No indemnification shall be provided for any person with respect to any
matter as to which he shall have been adjudicated in any proceeding not to have
acted in good faith in the reasonable belief that his action was in the best
interest of the corporation or to the extent that such matter relates to service
with respect to any employee benefit plan, in the best interests of the
participants or beneficiaries of such employee benefit plan.
The absence of any express provision for indemnification shall not limit
any right of indemnification existing independently of this section.

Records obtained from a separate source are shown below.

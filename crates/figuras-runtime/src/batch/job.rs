//! Batch job lifecycle.
//!
//! ```text
//! Validating → InProgress → Finalizing → Completed
//!     │            │            ├──────→ Failed
//!     │            │            └──────→ Expired
//!     │            ├──────────────────→ Failed | Expired
//!     ├──────────────────────────────→ Failed
//!     └────────────┴──→ Cancelling → Cancelled
//! ```
//!
//! Polling may miss intermediate states, so observed statuses are accepted
//! when reachable from the current one, while direct transitions must
//! follow a single edge.

use chrono::{DateTime, Utc};
use serde::{Deserialize, Serialize};
use std::fmt;
use std::str::FromStr;
use thiserror::Error;
use tracing::info;

/// Errors from job tracking.
#[derive(Error, Debug, PartialEq)]
pub enum JobError {
    #[error("Invalid transition for job {job_id}: {from} -> {to}")]
    InvalidTransition {
        job_id: String,
        from: JobStatus,
        to: JobStatus,
    },

    #[error("Unknown batch status: {0}")]
    UnknownStatus(String),
}

/// Status reported by the batch API.
#[derive(Debug, Clone, Copy, PartialEq, Eq, Hash, Serialize, Deserialize)]
#[serde(rename_all = "snake_case")]
pub enum JobStatus {
    Validating,
    InProgress,
    Finalizing,
    Completed,
    Failed,
    Expired,
    Cancelling,
    Cancelled,
}

impl JobStatus {
    pub fn as_str(&self) -> &'static str {
        match self {
            JobStatus::Validating => "validating",
            JobStatus::InProgress => "in_progress",
            JobStatus::Finalizing => "finalizing",
            JobStatus::Completed => "completed",
            JobStatus::Failed => "failed",
            JobStatus::Expired => "expired",
            JobStatus::Cancelling => "cancelling",
            JobStatus::Cancelled => "cancelled",
        }
    }

    /// No further status change is possible.
    pub fn is_terminal(&self) -> bool {
        matches!(
            self,
            JobStatus::Completed | JobStatus::Failed | JobStatus::Expired | JobStatus::Cancelled
        )
    }

    /// Statuses reachable in one step.
    pub fn successors(&self) -> &'static [JobStatus] {
        use JobStatus::*;
        match self {
            Validating => &[InProgress, Failed, Cancelling],
            InProgress => &[Finalizing, Failed, Expired, Cancelling],
            Finalizing => &[Completed, Failed, Expired],
            Cancelling => &[Cancelled],
            Completed | Failed | Expired | Cancelled => &[],
        }
    }

    pub fn can_transition_to(&self, next: JobStatus) -> bool {
        self.successors().contains(&next)
    }

    /// Whether `target` can be reached through zero or more steps.
    pub fn reaches(&self, target: JobStatus) -> bool {
        let mut stack = vec![*self];
        let mut seen = Vec::new();
        while let Some(status) = stack.pop() {
            if status == target {
                return true;
            }
            if seen.contains(&status) {
                continue;
            }
            seen.push(status);
            stack.extend_from_slice(status.successors());
        }
        false
    }
}

impl fmt::Display for JobStatus {
    fn fmt(&self, f: &mut fmt::Formatter<'_>) -> fmt::Result {
        f.write_str(self.as_str())
    }
}

impl FromStr for JobStatus {
    type Err = JobError;

    fn from_str(s: &str) -> Result<Self, Self::Err> {
        use JobStatus::*;
        [
            Validating, InProgress, Finalizing, Completed, Failed, Expired, Cancelling, Cancelled,
        ]
        .into_iter()
        .find(|status| status.as_str() == s)
        .ok_or_else(|| JobError::UnknownStatus(s.to_string()))
    }
}

/// A status change with the time it was recorded.
#[derive(Debug, Clone, PartialEq, Serialize, Deserialize)]
pub struct StatusChange {
    pub status: JobStatus,
    pub at: DateTime<Utc>,
}

/// Local view of a submitted batch.
#[derive(Debug, Clone, Serialize, Deserialize)]
pub struct BatchJob {
    pub id: String,
    status: JobStatus,
    history: Vec<StatusChange>,

    /// Output file id, once the API reports one
    pub output_file_id: Option<String>,
}

impl BatchJob {
    /// Track a newly created batch.
    pub fn new(id: impl Into<String>) -> Self {
        Self::at(id, Utc::now())
    }

    /// Track a batch created at `created_at`.
    pub fn at(id: impl Into<String>, created_at: DateTime<Utc>) -> Self {
        Self {
            id: id.into(),
            status: JobStatus::Validating,
            history: vec![StatusChange {
                status: JobStatus::Validating,
                at: created_at,
            }],
            output_file_id: None,
        }
    }

    pub fn status(&self) -> JobStatus {
        self.status
    }

    pub fn history(&self) -> &[StatusChange] {
        &self.history
    }

    /// Move to `next` along a single edge.
    pub fn transition(&mut self, next: JobStatus) -> Result<(), JobError> {
        if !self.status.can_transition_to(next) {
            return Err(self.invalid(next));
        }
        self.record(next, Utc::now());
        Ok(())
    }

    /// Apply a polled status.
    ///
    /// Repeating the current status is a no-op. Any status reachable from
    /// the current one is accepted, since polls can skip states. Returns
    /// whether the status changed.
    pub fn observe(&mut self, polled: JobStatus, at: DateTime<Utc>) -> Result<bool, JobError> {
        if polled == self.status {
            return Ok(false);
        }
        if !self.status.reaches(polled) {
            return Err(self.invalid(polled));
        }
        self.record(polled, at);
        Ok(true)
    }

    /// Polling can stop.
    pub fn is_done(&self) -> bool {
        self.status.is_terminal()
    }

    /// The job finished and its output can be downloaded.
    pub fn output_ready(&self) -> bool {
        self.status == JobStatus::Completed && self.output_file_id.is_some()
    }

    fn record(&mut self, status: JobStatus, at: DateTime<Utc>) {
        info!(job_id = %self.id, from = %self.status, to = %status, "Batch status changed");
        self.status = status;
        self.history.push(StatusChange { status, at });
    }

    fn invalid(&self, to: JobStatus) -> JobError {
        JobError::InvalidTransition {
            job_id: self.id.clone(),
            from: self.status,
            to,
        }
    }
}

A corporation shall have the power to purchase and maintain insurance on
behalf of any person who is or was a director, officer, employee or other agent
of the corporation, or is or was serving at the request of the corporation as a
director, officer, employee or other agent of another organization or with
respect to any employee benefit plan, against any liability incurred by him in
any such capacity, or arising out of his status as such, whether or not the
corporation would have the power to indemnify him against such liability."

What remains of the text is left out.